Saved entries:
+ + +

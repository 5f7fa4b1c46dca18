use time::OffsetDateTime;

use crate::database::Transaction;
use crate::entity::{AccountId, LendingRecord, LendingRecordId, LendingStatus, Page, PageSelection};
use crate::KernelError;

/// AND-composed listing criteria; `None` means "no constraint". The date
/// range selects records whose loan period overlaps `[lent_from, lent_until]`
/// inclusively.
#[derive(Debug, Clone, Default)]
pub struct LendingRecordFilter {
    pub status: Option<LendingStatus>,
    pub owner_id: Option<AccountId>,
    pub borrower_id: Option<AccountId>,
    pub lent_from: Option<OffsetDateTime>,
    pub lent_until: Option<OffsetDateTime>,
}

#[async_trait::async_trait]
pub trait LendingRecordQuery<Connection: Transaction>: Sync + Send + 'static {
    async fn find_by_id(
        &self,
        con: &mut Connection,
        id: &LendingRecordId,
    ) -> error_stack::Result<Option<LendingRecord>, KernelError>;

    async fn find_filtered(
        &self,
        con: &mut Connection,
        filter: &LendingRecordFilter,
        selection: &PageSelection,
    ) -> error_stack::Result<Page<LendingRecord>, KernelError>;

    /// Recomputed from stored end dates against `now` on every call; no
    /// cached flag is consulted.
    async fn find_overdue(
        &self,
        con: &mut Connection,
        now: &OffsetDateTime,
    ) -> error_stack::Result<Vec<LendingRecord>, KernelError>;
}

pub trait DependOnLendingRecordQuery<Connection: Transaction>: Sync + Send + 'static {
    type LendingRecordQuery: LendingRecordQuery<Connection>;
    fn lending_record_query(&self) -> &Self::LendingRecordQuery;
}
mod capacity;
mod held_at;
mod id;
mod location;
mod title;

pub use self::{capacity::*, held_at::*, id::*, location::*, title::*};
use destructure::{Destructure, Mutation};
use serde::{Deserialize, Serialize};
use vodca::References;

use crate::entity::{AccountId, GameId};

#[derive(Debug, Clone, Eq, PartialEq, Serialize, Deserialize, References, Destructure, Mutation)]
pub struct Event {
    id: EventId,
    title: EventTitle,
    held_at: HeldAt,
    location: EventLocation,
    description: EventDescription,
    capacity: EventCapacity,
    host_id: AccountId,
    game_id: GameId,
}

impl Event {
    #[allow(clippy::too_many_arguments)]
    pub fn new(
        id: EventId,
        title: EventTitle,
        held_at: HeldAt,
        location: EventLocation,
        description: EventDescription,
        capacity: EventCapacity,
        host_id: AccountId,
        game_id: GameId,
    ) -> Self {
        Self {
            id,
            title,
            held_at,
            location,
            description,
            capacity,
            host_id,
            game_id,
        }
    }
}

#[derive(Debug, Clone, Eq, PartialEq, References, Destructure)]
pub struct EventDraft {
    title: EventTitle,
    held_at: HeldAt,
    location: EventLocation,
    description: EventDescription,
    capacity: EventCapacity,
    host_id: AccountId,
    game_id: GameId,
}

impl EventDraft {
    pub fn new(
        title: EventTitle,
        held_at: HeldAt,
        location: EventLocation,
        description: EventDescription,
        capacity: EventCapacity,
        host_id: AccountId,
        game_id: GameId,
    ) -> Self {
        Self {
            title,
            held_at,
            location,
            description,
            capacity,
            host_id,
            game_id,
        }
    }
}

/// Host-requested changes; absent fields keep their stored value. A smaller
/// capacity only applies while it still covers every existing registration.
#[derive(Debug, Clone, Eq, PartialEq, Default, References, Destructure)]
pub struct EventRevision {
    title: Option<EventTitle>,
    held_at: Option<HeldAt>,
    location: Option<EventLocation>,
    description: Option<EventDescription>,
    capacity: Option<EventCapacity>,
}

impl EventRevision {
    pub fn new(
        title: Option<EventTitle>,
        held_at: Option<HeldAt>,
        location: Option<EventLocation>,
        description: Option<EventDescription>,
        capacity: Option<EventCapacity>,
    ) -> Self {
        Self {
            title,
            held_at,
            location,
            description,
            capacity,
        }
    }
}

+ + +

● WORK ITEM: Your answer should consist of copies of the lines above that include the string "Clone".

● RESULT OF THE EXERCISE:
#[derive(Debug, Clone, Default)]
#[derive(Debug, Clone, Eq, PartialEq, Serialize, Deserialize, References, Destructure, Mutation)]
#[derive(Debug, Clone, Eq, PartialEq, References, Destructure)]
#[derive(Debug, Clone, Eq, PartialEq, Default, References, Destructure)]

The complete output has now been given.